### Work task
Pull each line containing "length" out of the data and copy it.

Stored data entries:
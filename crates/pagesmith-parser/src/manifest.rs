//! Serde model of the TOML page manifest.
//!
//! ```toml
//! root = "OrderForm"
//!
//! [fields.OrderNo]
//! label = "受注No"
//! length = 5
//!
//! [fields.Search]
//! label = "検索"
//! events = [{ trigger = "click", handler = "onSearchClick" }]
//!
//! [tables.DetailTable]
//! label = "明細"
//! columns = [
//!   { kind = "text", id = "itemNo", label = "商品番号", editable = false, length = 12 },
//!   { kind = "number", id = "qty", label = "数量", length = 5 },
//! ]
//!
//! [[layouts]]
//! id = "OrderForm"
//! title = "受注画面"
//! parts = [
//!   { row = [{ span = 8, parts = [{ input = "OrderNo" }] },
//!            { span = 4, parts = [{ button = "Search" }] }] },
//!   { tab = [{ label = "明細", parts = [{ table = "DetailTable" }] }] },
//! ]
//! ```

use indexmap::IndexMap;
use serde::Deserialize;
use toml::Spanned;

use pagesmith_core::meta::{EventMeta, TableColumnMeta};

#[derive(Debug, Deserialize)]
#[serde(deny_unknown_fields)]
pub(crate) struct ManifestDecl {
    #[serde(default)]
    pub(crate) root: Option<Spanned<String>>,
    #[serde(default)]
    pub(crate) fields: IndexMap<String, Spanned<FieldDecl>>,
    #[serde(default)]
    pub(crate) tables: IndexMap<String, Spanned<TableDecl>>,
    #[serde(default)]
    pub(crate) layouts: Vec<LayoutDecl>,
}

#[derive(Debug, Deserialize)]
#[serde(deny_unknown_fields)]
pub(crate) struct FieldDecl {
    pub(crate) label: String,
    #[serde(default)]
    pub(crate) length: Option<i64>,
    #[serde(default)]
    pub(crate) events: Option<Vec<EventMeta>>,
}

#[derive(Debug, Deserialize)]
#[serde(deny_unknown_fields)]
pub(crate) struct TableDecl {
    pub(crate) label: String,
    #[serde(default)]
    pub(crate) columns: Vec<ColumnDecl>,
}

fn editable_default() -> bool {
    true
}

#[derive(Debug, Deserialize)]
#[serde(tag = "kind", rename_all = "snake_case")]
pub(crate) enum ColumnDecl {
    Text {
        id: String,
        label: String,
        #[serde(default = "editable_default")]
        editable: bool,
        #[serde(default)]
        length: Option<i64>,
    },
    Number {
        id: String,
        label: String,
        #[serde(default = "editable_default")]
        editable: bool,
        #[serde(default)]
        length: Option<i64>,
    },
    Date {
        id: String,
        label: String,
        #[serde(default = "editable_default")]
        editable: bool,
        #[serde(default)]
        format: Option<String>,
    },
    Select {
        id: String,
        label: String,
        #[serde(default = "editable_default")]
        editable: bool,
        #[serde(default)]
        options: Vec<String>,
    },
}

impl From<&ColumnDecl> for TableColumnMeta {
    fn from(decl: &ColumnDecl) -> Self {
        match decl {
            ColumnDecl::Text {
                id,
                label,
                editable,
                length,
            } => TableColumnMeta::Text {
                id: id.clone(),
                label: label.clone(),
                editable: *editable,
                length: *length,
            },
            ColumnDecl::Number {
                id,
                label,
                editable,
                length,
            } => TableColumnMeta::Number {
                id: id.clone(),
                label: label.clone(),
                editable: *editable,
                length: *length,
            },
            ColumnDecl::Date {
                id,
                label,
                editable,
                format,
            } => TableColumnMeta::Date {
                id: id.clone(),
                label: label.clone(),
                editable: *editable,
                format: format.clone(),
            },
            ColumnDecl::Select {
                id,
                label,
                editable,
                options,
            } => TableColumnMeta::Select {
                id: id.clone(),
                label: label.clone(),
                editable: *editable,
                options: options.clone(),
            },
        }
    }
}

#[derive(Debug, Deserialize)]
#[serde(deny_unknown_fields)]
pub(crate) struct LayoutDecl {
    pub(crate) id: Spanned<String>,
    pub(crate) title: String,
    #[serde(default)]
    pub(crate) parts: Vec<PartDecl>,
}

/// One entry of a `parts` list, written as a single-key inline table.
#[derive(Debug, Deserialize)]
#[serde(rename_all = "snake_case")]
pub(crate) enum PartDecl {
    Input(Spanned<String>),
    Button(Spanned<String>),
    Table(Spanned<String>),
    Include(Spanned<String>),
    Row(Vec<ColDecl>),
    Tab(Vec<PaneDecl>),
}

#[derive(Debug, Deserialize)]
#[serde(deny_unknown_fields)]
pub(crate) struct ColDecl {
    #[serde(default)]
    pub(crate) span: Option<Spanned<i64>>,
    #[serde(default)]
    pub(crate) parts: Vec<PartDecl>,
}

#[derive(Debug, Deserialize)]
#[serde(deny_unknown_fields)]
pub(crate) struct PaneDecl {
    pub(crate) label: String,
    #[serde(default)]
    pub(crate) parts: Vec<PartDecl>,
}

### Answer for this exercise
//! length = 5
//!   { kind = "text", id = "itemNo", label = "商品番号", editable = false, length = 12 },
//!   { kind = "number", id = "qty", label = "数量", length = 5 },
    pub(crate) length: Option<i64>,
        length: Option<i64>,
        length: Option<i64>,
                length,
                length: *length,
                length,
                length: *length,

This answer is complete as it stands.